◆ GIVEN RECORDS:
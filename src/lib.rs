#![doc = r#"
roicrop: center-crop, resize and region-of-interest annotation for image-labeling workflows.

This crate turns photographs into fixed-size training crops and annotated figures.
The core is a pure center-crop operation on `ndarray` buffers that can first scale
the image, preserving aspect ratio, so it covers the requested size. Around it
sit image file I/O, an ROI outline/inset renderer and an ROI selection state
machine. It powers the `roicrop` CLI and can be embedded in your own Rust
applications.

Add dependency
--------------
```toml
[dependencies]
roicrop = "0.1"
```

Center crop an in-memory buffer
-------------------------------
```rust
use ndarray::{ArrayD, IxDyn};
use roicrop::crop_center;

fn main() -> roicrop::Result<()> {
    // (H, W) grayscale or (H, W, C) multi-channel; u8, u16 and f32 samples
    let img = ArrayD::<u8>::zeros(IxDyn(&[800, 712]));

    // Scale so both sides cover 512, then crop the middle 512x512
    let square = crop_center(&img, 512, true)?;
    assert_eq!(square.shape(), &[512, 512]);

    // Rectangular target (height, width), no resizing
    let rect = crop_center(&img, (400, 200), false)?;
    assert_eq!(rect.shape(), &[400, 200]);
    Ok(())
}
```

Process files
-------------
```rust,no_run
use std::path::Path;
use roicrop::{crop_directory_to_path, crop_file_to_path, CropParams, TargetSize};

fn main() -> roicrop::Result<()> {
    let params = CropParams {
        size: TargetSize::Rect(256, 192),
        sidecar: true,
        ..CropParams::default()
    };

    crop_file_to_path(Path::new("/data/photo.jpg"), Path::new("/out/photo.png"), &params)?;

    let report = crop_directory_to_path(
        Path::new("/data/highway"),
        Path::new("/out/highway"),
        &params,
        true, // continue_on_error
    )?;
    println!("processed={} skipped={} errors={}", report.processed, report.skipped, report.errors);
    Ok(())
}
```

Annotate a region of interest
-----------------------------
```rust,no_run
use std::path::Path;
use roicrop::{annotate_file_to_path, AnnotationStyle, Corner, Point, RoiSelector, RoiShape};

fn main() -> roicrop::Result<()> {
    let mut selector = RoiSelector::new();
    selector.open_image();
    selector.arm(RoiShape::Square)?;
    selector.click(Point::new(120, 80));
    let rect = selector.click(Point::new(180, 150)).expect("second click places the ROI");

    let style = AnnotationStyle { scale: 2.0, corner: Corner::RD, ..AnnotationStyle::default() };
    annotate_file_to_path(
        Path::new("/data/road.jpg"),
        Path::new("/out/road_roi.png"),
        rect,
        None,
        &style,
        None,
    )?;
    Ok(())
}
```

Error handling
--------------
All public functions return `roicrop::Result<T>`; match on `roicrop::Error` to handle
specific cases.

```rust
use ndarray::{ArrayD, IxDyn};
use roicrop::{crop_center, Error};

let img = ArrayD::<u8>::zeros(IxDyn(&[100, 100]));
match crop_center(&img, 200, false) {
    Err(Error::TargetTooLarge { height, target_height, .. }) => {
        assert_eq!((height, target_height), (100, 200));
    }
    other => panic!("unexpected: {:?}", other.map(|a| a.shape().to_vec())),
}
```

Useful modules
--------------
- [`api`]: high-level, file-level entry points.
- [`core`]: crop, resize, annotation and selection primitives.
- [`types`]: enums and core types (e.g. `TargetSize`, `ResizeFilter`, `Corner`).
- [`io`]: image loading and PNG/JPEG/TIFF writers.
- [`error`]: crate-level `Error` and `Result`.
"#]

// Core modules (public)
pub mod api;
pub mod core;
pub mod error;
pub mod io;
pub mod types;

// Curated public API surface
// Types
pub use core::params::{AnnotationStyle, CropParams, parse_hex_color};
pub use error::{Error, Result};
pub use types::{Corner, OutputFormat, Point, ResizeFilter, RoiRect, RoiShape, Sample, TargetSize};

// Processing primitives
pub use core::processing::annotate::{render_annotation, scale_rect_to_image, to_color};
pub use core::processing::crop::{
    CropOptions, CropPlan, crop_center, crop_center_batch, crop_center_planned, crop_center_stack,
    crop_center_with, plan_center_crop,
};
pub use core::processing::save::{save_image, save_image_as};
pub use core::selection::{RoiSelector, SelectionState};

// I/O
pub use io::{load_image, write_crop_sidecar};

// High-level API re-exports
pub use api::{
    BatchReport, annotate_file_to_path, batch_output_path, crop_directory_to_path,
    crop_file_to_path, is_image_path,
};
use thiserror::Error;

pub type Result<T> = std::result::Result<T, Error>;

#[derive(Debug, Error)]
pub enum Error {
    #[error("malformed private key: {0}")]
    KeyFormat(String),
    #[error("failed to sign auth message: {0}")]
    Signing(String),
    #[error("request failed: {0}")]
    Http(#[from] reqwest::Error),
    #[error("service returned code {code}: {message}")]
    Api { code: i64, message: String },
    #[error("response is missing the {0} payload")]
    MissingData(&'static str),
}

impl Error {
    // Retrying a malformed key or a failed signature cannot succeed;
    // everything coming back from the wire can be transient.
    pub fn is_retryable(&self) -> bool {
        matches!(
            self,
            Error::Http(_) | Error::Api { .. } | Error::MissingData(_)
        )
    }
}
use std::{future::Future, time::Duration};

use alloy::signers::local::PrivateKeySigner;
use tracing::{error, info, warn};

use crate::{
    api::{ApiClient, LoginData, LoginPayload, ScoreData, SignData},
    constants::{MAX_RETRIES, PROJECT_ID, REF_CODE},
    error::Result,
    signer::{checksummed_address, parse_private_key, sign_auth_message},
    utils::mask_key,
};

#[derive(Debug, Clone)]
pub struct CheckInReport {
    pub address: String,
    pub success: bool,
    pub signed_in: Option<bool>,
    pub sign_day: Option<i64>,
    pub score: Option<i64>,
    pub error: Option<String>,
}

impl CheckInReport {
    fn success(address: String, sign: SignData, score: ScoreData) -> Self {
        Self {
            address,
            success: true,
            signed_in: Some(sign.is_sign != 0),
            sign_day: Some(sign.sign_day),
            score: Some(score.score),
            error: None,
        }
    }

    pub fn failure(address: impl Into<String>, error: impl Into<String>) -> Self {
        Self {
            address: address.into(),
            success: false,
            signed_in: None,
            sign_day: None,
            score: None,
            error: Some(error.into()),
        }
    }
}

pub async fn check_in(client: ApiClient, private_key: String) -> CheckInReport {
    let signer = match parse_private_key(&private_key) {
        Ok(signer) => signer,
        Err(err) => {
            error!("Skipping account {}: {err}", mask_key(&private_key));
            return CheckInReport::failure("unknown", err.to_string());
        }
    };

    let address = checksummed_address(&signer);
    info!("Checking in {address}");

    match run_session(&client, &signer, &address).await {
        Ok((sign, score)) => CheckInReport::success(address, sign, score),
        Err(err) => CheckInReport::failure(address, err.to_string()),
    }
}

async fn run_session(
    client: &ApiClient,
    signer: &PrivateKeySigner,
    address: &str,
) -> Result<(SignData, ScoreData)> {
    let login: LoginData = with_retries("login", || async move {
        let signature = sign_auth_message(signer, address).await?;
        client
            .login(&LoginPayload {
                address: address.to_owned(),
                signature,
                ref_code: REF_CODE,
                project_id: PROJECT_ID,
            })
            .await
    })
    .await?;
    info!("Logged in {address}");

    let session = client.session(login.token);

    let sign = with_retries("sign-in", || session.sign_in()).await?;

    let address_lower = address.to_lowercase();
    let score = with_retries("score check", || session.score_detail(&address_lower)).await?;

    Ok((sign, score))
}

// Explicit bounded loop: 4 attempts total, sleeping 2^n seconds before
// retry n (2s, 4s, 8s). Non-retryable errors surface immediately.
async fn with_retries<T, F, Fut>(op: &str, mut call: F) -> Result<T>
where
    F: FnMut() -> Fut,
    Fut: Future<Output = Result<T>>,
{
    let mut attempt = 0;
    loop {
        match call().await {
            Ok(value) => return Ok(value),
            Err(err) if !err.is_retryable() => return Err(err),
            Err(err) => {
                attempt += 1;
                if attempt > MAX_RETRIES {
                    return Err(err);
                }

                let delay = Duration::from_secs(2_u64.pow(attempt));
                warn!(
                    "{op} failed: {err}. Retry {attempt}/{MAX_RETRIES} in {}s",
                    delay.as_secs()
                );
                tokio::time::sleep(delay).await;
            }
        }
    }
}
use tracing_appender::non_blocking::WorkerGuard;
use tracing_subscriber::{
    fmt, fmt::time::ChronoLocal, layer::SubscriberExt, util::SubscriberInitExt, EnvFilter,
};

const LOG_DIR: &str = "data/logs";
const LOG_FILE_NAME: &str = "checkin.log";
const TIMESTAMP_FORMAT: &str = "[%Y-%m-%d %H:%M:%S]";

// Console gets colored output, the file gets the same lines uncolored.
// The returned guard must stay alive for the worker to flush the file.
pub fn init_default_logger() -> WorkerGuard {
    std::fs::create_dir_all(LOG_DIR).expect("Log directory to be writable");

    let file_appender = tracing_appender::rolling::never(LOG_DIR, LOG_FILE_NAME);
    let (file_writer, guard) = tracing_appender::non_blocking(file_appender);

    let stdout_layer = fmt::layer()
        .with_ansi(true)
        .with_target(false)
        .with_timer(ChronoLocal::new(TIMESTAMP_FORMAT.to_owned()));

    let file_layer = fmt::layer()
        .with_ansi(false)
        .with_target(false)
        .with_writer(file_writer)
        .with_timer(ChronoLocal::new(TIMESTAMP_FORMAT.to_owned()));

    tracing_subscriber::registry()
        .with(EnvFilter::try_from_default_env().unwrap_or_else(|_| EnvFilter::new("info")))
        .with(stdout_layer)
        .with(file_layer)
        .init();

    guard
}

◆ YOUR INSTRUCTIONS: The lines you return should be those above that contain the word "height", every one of them.

◆ WRITTEN RESPONSE:
    // Rectangular target (height, width), no resizing
    Err(Error::TargetTooLarge { height, target_height, .. }) => {
        assert_eq!((height, target_height), (100, 200));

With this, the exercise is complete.